-- INFORMATION GIVEN follows --
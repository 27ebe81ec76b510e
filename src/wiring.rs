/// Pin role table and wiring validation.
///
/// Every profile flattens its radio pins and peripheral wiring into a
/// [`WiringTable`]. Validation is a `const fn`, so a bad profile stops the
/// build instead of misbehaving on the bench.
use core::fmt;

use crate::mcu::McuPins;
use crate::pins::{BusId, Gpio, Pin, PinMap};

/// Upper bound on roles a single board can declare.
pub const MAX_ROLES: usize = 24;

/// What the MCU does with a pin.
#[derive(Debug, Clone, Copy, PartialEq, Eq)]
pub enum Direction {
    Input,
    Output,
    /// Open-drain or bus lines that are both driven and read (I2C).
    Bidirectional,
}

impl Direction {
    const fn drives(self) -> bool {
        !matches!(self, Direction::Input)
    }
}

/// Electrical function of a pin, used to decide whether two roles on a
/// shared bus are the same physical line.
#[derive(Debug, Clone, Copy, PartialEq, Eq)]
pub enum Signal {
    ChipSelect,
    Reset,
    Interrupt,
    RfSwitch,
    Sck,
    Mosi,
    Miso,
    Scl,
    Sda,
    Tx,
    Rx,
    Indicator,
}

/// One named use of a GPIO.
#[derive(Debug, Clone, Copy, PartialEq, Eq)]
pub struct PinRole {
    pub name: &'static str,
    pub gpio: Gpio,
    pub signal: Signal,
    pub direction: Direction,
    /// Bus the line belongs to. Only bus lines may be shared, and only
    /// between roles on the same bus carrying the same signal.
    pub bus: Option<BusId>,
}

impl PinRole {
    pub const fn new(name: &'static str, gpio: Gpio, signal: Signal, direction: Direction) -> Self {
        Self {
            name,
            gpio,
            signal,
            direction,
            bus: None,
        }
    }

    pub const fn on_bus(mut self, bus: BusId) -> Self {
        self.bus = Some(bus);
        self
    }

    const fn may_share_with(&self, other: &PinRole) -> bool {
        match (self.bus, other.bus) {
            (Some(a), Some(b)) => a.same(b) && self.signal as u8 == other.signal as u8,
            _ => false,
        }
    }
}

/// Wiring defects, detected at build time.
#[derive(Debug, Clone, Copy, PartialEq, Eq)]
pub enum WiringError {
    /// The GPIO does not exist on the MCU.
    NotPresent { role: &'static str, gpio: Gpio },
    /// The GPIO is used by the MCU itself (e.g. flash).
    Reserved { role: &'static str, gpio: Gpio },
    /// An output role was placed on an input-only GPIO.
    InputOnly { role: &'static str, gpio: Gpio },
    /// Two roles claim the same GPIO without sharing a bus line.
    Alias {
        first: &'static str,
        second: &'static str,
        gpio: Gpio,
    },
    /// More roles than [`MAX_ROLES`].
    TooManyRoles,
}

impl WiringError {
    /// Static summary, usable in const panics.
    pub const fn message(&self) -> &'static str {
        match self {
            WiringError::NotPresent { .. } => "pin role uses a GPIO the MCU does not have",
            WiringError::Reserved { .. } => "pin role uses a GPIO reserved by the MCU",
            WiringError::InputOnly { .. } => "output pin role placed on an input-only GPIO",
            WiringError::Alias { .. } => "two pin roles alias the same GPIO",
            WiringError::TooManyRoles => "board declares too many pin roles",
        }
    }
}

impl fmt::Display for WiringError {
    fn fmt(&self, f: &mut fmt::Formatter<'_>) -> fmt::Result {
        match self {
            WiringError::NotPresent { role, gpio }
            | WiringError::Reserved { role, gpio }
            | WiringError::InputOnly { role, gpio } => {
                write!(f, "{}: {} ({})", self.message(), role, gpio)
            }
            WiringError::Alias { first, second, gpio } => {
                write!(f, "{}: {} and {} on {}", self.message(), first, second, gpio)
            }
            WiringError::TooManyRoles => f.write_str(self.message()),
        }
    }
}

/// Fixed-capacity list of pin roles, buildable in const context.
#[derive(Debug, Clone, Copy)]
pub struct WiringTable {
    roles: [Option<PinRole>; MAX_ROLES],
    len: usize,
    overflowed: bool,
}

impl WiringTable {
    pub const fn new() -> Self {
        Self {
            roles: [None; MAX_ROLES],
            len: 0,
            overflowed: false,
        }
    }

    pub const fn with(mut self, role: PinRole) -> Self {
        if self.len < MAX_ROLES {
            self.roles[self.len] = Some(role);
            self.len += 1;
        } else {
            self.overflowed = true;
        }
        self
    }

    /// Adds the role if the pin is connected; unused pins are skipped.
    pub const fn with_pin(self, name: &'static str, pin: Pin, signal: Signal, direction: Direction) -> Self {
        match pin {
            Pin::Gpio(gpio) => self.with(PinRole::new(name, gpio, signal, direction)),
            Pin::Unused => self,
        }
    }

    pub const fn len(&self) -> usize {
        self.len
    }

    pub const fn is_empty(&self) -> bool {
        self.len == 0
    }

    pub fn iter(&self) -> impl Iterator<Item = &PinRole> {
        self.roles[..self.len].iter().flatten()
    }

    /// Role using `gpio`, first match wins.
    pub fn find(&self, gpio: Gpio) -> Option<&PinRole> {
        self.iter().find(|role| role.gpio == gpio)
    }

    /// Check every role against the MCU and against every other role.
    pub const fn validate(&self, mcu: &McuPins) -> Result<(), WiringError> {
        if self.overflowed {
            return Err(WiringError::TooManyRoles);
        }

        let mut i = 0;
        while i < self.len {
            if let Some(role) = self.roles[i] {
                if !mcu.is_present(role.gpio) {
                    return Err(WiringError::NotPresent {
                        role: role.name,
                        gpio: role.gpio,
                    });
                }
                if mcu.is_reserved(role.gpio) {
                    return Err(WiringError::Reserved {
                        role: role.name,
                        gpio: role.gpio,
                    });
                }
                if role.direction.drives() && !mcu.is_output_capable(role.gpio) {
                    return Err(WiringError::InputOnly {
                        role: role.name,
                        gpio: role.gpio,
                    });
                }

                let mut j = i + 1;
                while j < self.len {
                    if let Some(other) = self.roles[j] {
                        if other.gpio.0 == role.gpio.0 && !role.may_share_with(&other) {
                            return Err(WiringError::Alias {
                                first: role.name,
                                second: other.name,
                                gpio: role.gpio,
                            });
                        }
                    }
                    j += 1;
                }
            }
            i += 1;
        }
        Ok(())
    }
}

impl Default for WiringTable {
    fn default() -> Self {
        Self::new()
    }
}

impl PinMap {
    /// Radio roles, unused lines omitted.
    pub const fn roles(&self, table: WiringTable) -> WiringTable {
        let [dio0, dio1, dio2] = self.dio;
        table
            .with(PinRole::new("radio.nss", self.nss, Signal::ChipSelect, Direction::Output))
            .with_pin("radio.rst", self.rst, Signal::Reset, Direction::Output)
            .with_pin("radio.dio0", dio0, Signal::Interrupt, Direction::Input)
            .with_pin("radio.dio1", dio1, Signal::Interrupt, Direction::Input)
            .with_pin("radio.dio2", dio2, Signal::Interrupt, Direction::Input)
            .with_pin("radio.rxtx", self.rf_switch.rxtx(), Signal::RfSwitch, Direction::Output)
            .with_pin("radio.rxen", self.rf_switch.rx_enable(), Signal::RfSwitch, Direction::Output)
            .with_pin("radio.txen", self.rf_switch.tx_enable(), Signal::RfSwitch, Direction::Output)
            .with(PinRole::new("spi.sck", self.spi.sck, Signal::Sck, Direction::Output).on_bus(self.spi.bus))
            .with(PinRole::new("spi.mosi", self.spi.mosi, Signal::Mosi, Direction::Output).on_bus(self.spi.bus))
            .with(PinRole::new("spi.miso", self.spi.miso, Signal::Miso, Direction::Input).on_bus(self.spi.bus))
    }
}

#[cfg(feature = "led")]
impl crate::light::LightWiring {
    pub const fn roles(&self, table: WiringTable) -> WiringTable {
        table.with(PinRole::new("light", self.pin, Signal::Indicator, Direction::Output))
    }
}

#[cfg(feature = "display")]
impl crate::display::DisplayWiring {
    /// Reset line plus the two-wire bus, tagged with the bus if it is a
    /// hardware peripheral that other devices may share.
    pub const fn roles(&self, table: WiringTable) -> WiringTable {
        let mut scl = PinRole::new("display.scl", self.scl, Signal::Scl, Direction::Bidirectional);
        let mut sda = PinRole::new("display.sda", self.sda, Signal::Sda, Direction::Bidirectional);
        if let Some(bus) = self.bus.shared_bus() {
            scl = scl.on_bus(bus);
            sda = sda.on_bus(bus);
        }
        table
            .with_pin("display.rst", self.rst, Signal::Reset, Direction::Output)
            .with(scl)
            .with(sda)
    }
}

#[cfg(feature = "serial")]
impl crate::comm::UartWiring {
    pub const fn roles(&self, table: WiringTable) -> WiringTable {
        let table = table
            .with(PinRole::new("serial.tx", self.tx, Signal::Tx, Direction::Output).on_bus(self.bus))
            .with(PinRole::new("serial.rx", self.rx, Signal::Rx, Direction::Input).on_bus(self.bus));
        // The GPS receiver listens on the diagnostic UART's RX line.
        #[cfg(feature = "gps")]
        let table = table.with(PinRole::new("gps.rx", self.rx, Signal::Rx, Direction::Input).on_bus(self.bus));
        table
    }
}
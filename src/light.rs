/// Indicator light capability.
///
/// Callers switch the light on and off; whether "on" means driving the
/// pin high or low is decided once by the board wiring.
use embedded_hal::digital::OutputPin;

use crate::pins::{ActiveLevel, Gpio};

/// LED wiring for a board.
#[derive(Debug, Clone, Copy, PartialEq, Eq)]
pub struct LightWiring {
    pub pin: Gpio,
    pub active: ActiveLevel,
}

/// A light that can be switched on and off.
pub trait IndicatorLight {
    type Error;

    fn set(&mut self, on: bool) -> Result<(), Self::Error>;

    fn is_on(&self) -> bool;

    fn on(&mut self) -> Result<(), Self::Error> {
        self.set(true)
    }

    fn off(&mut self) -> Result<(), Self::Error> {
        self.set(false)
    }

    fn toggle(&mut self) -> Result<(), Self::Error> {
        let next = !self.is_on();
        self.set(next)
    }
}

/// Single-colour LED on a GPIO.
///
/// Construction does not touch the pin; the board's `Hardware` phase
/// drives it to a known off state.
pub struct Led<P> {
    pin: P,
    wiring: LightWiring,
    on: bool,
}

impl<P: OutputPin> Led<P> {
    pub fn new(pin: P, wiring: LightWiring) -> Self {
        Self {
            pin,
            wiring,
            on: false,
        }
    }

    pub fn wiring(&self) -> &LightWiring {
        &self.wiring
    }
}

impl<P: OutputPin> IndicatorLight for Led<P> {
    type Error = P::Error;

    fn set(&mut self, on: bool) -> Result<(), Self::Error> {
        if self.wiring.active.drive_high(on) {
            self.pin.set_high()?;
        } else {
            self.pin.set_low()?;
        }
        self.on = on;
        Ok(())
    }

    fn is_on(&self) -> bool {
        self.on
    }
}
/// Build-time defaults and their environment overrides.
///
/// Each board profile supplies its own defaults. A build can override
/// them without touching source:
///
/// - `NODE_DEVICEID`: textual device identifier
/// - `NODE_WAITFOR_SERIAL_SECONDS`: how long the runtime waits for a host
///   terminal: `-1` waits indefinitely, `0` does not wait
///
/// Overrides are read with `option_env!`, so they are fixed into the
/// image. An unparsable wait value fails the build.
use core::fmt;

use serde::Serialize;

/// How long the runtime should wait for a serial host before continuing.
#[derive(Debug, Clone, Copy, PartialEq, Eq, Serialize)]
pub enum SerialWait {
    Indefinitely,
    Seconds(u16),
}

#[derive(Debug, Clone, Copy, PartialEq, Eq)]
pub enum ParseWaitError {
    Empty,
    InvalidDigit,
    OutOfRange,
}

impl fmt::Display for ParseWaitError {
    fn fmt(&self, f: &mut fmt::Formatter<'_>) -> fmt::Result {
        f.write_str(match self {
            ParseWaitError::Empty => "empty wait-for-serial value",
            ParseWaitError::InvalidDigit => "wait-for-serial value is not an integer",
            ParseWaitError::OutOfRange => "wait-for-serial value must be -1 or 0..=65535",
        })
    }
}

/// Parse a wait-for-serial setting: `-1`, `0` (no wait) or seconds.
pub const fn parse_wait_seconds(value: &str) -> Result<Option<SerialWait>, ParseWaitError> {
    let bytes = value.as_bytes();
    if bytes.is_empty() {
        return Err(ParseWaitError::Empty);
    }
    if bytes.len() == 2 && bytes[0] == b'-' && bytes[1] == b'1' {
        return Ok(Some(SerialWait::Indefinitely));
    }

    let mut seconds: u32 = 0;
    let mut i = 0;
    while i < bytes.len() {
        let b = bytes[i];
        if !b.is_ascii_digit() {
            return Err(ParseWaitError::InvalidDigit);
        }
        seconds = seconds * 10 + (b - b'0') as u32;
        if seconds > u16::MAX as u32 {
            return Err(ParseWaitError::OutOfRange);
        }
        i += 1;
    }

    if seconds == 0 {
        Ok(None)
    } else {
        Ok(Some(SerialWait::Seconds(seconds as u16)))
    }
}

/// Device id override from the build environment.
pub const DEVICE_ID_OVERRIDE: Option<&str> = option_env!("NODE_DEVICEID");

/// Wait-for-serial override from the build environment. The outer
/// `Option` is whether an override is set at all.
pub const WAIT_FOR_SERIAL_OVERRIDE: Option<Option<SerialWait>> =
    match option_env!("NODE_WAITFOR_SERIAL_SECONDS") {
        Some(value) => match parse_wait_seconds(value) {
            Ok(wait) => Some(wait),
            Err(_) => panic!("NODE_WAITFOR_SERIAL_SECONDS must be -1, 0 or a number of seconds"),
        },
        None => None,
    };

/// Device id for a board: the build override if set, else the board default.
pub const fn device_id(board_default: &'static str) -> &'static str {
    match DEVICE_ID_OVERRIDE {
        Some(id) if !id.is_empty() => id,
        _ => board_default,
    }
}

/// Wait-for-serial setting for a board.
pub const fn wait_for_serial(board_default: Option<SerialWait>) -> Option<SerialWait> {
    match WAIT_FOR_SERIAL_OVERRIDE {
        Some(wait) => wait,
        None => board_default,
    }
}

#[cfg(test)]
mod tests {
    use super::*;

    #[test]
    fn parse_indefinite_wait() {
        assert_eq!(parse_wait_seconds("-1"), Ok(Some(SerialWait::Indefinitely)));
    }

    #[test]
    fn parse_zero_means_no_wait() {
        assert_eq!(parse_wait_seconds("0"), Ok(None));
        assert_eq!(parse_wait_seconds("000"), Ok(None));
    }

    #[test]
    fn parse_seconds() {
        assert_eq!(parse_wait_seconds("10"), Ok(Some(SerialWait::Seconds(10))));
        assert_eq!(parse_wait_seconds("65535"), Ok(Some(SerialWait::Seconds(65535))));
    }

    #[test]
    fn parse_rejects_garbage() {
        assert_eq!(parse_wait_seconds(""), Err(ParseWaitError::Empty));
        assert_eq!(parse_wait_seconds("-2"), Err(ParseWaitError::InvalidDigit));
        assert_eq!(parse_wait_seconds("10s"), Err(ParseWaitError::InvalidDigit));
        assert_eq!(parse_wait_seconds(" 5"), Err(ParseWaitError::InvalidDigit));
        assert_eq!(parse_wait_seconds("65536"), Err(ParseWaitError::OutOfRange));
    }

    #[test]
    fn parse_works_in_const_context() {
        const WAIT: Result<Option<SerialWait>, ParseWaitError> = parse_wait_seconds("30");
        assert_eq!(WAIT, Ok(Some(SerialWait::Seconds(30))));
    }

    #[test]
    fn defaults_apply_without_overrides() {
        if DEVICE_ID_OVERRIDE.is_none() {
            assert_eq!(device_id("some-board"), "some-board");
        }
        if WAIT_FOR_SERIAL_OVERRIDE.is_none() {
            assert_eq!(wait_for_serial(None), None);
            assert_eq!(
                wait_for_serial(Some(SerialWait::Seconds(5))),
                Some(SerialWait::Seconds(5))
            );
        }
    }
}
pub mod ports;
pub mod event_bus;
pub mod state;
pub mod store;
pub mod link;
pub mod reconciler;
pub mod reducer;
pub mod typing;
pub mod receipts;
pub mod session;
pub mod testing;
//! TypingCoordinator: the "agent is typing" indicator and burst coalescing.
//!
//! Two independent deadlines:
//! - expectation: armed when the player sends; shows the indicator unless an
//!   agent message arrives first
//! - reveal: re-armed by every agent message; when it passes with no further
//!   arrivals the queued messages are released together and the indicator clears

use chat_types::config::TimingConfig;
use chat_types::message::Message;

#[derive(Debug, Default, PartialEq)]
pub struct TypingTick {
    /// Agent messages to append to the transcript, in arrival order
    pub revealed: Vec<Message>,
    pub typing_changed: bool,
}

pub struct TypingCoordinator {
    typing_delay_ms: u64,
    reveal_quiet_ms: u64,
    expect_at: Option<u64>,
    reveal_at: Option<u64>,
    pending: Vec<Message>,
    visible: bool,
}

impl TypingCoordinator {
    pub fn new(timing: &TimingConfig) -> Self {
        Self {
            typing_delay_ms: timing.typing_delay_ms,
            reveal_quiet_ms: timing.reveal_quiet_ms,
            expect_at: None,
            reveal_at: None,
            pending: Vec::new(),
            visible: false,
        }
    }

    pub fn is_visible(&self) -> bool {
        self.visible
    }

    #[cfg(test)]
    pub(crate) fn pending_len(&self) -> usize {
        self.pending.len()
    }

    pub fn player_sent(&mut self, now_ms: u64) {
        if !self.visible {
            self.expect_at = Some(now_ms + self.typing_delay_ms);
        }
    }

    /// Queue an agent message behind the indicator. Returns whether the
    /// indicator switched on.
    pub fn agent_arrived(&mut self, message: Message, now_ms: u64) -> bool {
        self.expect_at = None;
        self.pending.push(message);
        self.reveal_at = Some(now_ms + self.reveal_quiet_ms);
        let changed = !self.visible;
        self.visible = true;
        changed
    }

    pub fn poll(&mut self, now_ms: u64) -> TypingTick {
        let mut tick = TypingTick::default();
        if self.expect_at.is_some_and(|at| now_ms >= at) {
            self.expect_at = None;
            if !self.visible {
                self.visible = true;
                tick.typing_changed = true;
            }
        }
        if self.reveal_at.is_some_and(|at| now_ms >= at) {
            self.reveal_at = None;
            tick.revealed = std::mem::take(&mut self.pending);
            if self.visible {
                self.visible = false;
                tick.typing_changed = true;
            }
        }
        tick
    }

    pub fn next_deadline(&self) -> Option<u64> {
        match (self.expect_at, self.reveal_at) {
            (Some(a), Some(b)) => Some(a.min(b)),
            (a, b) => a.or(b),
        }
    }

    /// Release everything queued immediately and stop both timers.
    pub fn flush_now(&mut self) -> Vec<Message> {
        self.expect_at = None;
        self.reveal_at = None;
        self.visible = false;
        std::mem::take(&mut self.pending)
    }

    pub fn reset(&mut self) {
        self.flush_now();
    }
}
-- INFORMATION GIVEN concluded --
EXERCISE REQUIREMENTS – Every line above from the line with "if self.len <" to the line with "pins are skipped.", both included, must be reproduced exactly, and no other line may appear.

ANSWER BOX –
        if self.len < MAX_ROLES {
            self.roles[self.len] = Some(role);
            self.len += 1;
        } else {
            self.overflowed = true;
        }
        self
    }

    /// Adds the role if the pin is connected; unused pins are skipped.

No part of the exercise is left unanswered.